I love Florida, wouldn't want to live anywhere else. Nice fertile soil.


----------



## Delrio

bushhawg73 said:


> I hope to move there around June of this year. I have an uphill battle no doubt. My property is completely wooded, there is no well and no electrical on the property. I am trying to find a local supplier of some steel shipping containers to store all my stuff in and an RV to bring up and live in. We will see how it goes.


Just in time for chiggers and ticks!


----------



## bushhawg73

Florida is ok but I want 4 true seasons. Florida also has its fair share of ticks and mosquitos are a huge pain in Florida. 

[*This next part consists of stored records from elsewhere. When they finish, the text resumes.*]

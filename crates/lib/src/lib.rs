//!
//! Anexo: embeddable attribute maps. Attach anything to any record.
//! This library provides a small key-value attribute engine plus the storage
//! boundary for embedding it in record-oriented hosts.
//!
//! ## Core Concepts
//!
//! Anexo is built around a few key concepts:
//!
//! * **Attribute maps (`attrs::AttrMap`)**: The central type. A per-record collection of string keys and nullable string values, with point lookup, overwrite-union merge, key removal and equality.
//! * **Values (`attrs::Value`)**: Text or the explicit null marker. Null, the empty string and an absent key are three distinct observable states.
//! * **Merge operands (`attrs::MergeOperand`)**: A partial map applied against a target; its keys overwrite, everything else is preserved.
//! * **The text form**: A canonical comma-separated `key=>value` serialization with double-quote escaping, produced by `to_text` and accepted by `parse`. Parsing is the only fallible engine operation.
//! * **Attributed records (`store::Attributed`)**: The trait a host row implements to expose its attribute column as text.
//! * **Tables (`store::Table`)**: An in-memory row store with generated UUID primary keys that invokes the engine purely at the load/save boundary: parse on read, format on write.

pub mod attrs;
pub mod store;

pub use attrs::{AttrError, AttrMap, MergeOperand, Value};
pub use store::{Attributed, StoreError, Table};

/// Result type used throughout the Anexo library.
pub type Result<T> = std::result::Result<T, Error>;

/// Common error type for the Anexo library.
#[derive(Debug, thiserror::Error)]
pub enum Error {
    /// Structured attribute-text errors from the attrs module
    #[error(transparent)]
    Attr(attrs::AttrError),

    /// Structured host-table errors from the store module
    #[error(transparent)]
    Store(store::StoreError),
}

impl Error {
    /// Get the originating module for this error.
    pub fn module(&self) -> &'static str {
        match self {
            Error::Attr(_) => "attrs",
            Error::Store(_) => "store",
        }
    }

    /// Check if this error is a malformed-attribute-text parse failure.
    pub fn is_malformed_text(&self) -> bool {
        match self {
            Error::Attr(attr_err) => attr_err.is_malformed_text(),
            _ => false,
        }
    }

    /// Check if this error indicates a record was not found.
    pub fn is_not_found(&self) -> bool {
        match self {
            Error::Store(store_err) => store_err.is_not_found(),
            _ => false,
        }
    }

    /// Check if this error is related to row (de)serialization.
    pub fn is_serialization_error(&self) -> bool {
        match self {
            Error::Store(store_err) => store_err.is_serialization_error(),
            _ => false,
        }
    }
}
//! Tests for the attribute text grammar: parsing, canonical output and
//! error reporting.

use anexo::{AttrMap, Error, Value};

use crate::helpers::*;

#[test]
fn parse_accepts_bare_and_quoted_pairs() {
    let map = parse_ok(r#"color => Rojo, "talla" => "US 10", dimensiones=>120x60cm"#);
    assert_eq!(map.get_text("color"), Some("Rojo"));
    assert_eq!(map.get_text("talla"), Some("US 10"));
    assert_eq!(map.get_text("dimensiones"), Some("120x60cm"));
    assert_eq!(map.len(), 3);
}

#[test]
fn bare_tokens_trim_edges_but_keep_internal_whitespace() {
    let map = parse_ok("  talla  =>  US 10  , tipo => Zapatillas deportivas");
    assert_eq!(map.get_text("talla"), Some("US 10"));
    assert_eq!(map.get_text("tipo"), Some("Zapatillas deportivas"));
}

#[test]
fn quoted_tokens_preserve_whitespace_and_delimiters() {
    let map = parse_ok(r#""nota interna" => " margen: 2,5 => 3,0 ""#);
    assert_eq!(map.get_text("nota interna"), Some(" margen: 2,5 => 3,0 "));
}

#[test]
fn doubled_quotes_stand_for_literal_quotes() {
    let map = parse_ok(r#"cita => "di ""hola"" fuerte""#);
    assert_eq!(map.get_text("cita"), Some(r#"di "hola" fuerte"#));
}

#[test]
fn null_marker_is_case_insensitive_and_bare_only() {
    let map = parse_ok(r#"a => NULL, b => null, c => Null, d => "NULL""#);
    for key in ["a", "b", "c"] {
        assert!(map.get(key).is_some_and(Value::is_null), "key {key} should be null");
    }
    // Quoted NULL is the four-character text, not the marker.
    assert_eq!(map.get_text("d"), Some("NULL"));
}

#[test]
fn empty_and_whitespace_only_input_parse_to_an_empty_map() {
    assert!(parse_ok("").is_empty());
    assert!(parse_ok(" \t\n ").is_empty());
}

#[test]
fn duplicate_keys_resolve_last_write_wins() {
    let map = parse_ok("color=>Negro, color=>Rojo");
    assert_eq!(map.get_text("color"), Some("Rojo"));
    assert_eq!(map.len(), 1);
}

#[test]
fn canonical_output_is_sorted_and_unquotes_unambiguous_tokens() {
    let map = parse_ok(r#"tipo => Escritorio, "dimensiones" => "120x60cm", color => Rojo"#);
    assert_eq!(
        map.to_text(),
        "color=>Rojo, dimensiones=>120x60cm, tipo=>Escritorio"
    );
}

#[test]
fn canonical_output_quotes_what_needs_quoting() {
    let map = map_of(&[("formula", "a=>b"), ("nota", " borde "), ("vacio", "")])
        .with("acabado", Value::Null);
    assert_eq!(
        map.to_text(),
        r#"acabado=>NULL, formula=>"a=>b", nota=>" borde ", vacio=>"""#
    );
}

#[test]
fn display_and_from_str_round_trip() {
    let source = r#"peso => 68kg, "garantia" => "2 años", acabado => NULL"#;
    let map: AttrMap = source.parse().unwrap();

    let rendered = map.to_string();
    assert_eq!(rendered, "acabado=>NULL, garantia=>2 años, peso=>68kg");

    let back: AttrMap = rendered.parse().unwrap();
    assert_eq!(back, map);
}

#[test]
fn malformed_inputs_report_byte_offsets() {
    // Unterminated quote points at the opening quote.
    assert_malformed_at(AttrMap::parse(r#"color => "Rojo"#), 9);
    // Missing arrow points at the character where `=>` was expected.
    assert_malformed_at(AttrMap::parse("color = Rojo"), 6);
    // Empty key points at the start of the missing token.
    assert_malformed_at(AttrMap::parse("=> Rojo"), 0);
    // Trailing comma points past the comma.
    assert_malformed_at(AttrMap::parse("color => Rojo,"), 14);
    // A key with no pair left points at the end of input.
    assert_malformed_at(AttrMap::parse("color => Rojo, tipo"), 19);
    // Stray characters after a closed quote.
    assert_malformed_at(AttrMap::parse(r#"a => "b" extra"#), 9);
}

#[test]
fn empty_keys_and_empty_bare_values_are_malformed() {
    assert_malformed_at(AttrMap::parse(r#""" => x"#), 0);
    assert_malformed_at(AttrMap::parse("k =>"), 4);
    assert_malformed_at(AttrMap::parse("k => , j => 2"), 5);
}

#[test]
fn fragment_preview_truncates_long_input() {
    let long_tail = "x".repeat(60);
    match AttrMap::parse(&format!("key == {long_tail}")) {
        Err(Error::Attr(err)) => {
            assert_eq!(err.offset(), 4);
            assert_eq!(err.fragment().chars().count(), 20);
            assert!(err.fragment().starts_with("== x"));
        }
        other => panic!("Expected MalformedText error, got {other:?}"),
    }
}
//! Tests for map operations: lookup states, merge, removal and equality.

use anexo::Value;

use crate::helpers::*;

#[test]
fn null_empty_and_absent_are_three_states() {
    let map = parse_ok(r#"acabado => NULL, nota => "", color => Rojo"#);

    // Null: present, no text.
    assert_eq!(map.get("acabado"), Some(&Value::Null));
    assert!(map.contains_key("acabado"));
    assert_eq!(map.get_text("acabado"), None);

    // Empty string: present, empty text.
    assert_eq!(map.get("nota"), Some(&Value::Text(String::new())));
    assert_eq!(map.get_text("nota"), Some(""));

    // Absent: no entry at all.
    assert_eq!(map.get("talla"), None);
    assert!(!map.contains_key("talla"));
}

#[test]
fn merge_overwrites_and_adds_preserving_others() {
    let mut map = parse_ok("color => Rojo, tipo => Escritorio, peso => 68kg");
    let operand = parse_ok("peso => 79kg, garantia => 2 años");

    map.merge(&operand);

    assert_eq!(map.get_text("peso"), Some("79kg"));
    assert_eq!(map.get_text("garantia"), Some("2 años"));
    assert_eq!(map.get_text("color"), Some("Rojo"));
    assert_eq!(map.get_text("tipo"), Some("Escritorio"));
    assert_eq!(map.len(), 4);
}

#[test]
fn merge_twice_equals_merge_once() {
    let operand = parse_ok("peso => 79kg");

    let mut once = parse_ok("color => Rojo, peso => 68kg");
    let mut twice = once.clone();
    once.merge(&operand);
    twice.merge(&operand).merge(&operand);

    assert_eq!(once, twice);
}

#[test]
fn merge_with_null_overwrites_text() {
    let mut map = parse_ok("acabado => mate");
    map.merge(&parse_ok("acabado => NULL"));
    assert_eq!(map.get("acabado"), Some(&Value::Null));
}

#[test]
fn remove_affects_only_the_named_key() {
    let mut map = parse_ok("color => Blanco, tipo => Mouse, dpi => 16000");

    let prior = map.remove("color");
    assert_eq!(prior, Some(Value::Text("Blanco".to_string())));
    assert!(!map.contains_key("color"));
    assert_eq!(map.get_text("tipo"), Some("Mouse"));
    assert_eq!(map.get_text("dpi"), Some("16000"));

    // Removing again is a quiet no-op.
    assert_eq!(map.remove("color"), None);
    assert_eq!(map.len(), 2);
}

#[test]
fn equality_depends_on_pairs_not_history() {
    let mut grown = parse_ok("color => Rojo");
    grown.set("tipo", "Mouse");

    let parsed = parse_ok("tipo => Mouse, color => Rojo");
    assert_eq!(grown, parsed);

    grown.remove("color");
    assert_ne!(grown, parsed);
}

#[test]
fn keys_iterate_in_sorted_order() {
    let map = parse_ok("zeta => 1, alfa => 2, media => 3");
    let keys: Vec<_> = map.keys().map(String::as_str).collect();
    assert_eq!(keys, ["alfa", "media", "zeta"]);
}

#[test]
fn round_trip_preserves_every_value_state() {
    let source = map_of(&[("talla", "US 10"), ("cita", r#"con "comillas""#)])
        .with("acabado", Value::Null);

    let reparsed = parse_ok(&source.to_text());
    assert_eq!(reparsed, source);
}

I must say I have never encountered anything quite like chiggers. I am gonna have to find a repellant of some sort to combat those nasty boogers.


----------



## obleo+6

Delrio said:


> Just in time for chiggers and ticks!


Nah, ticks are already out...been picking them off my dog for two weeks now...lol. We're in Ozark Co, close to AR and the lakes...love it here and wouldn't want to live anywhere else.

Best of luck getting back here...this is HOME!


----------



## mnn2501

Funny, I'm stuck in Texas and dreaming of Florida


----------



## Delrio

bushhawg73 said:


> Florida is ok but I want 4 true seasons. Florida also has its fair share of ticks and mosquitos are a huge pain in Florida.
> 
> I must say I have never encountered anything quite like chiggers. I am gonna have to find a repellant of some sort to combat those nasty boogers.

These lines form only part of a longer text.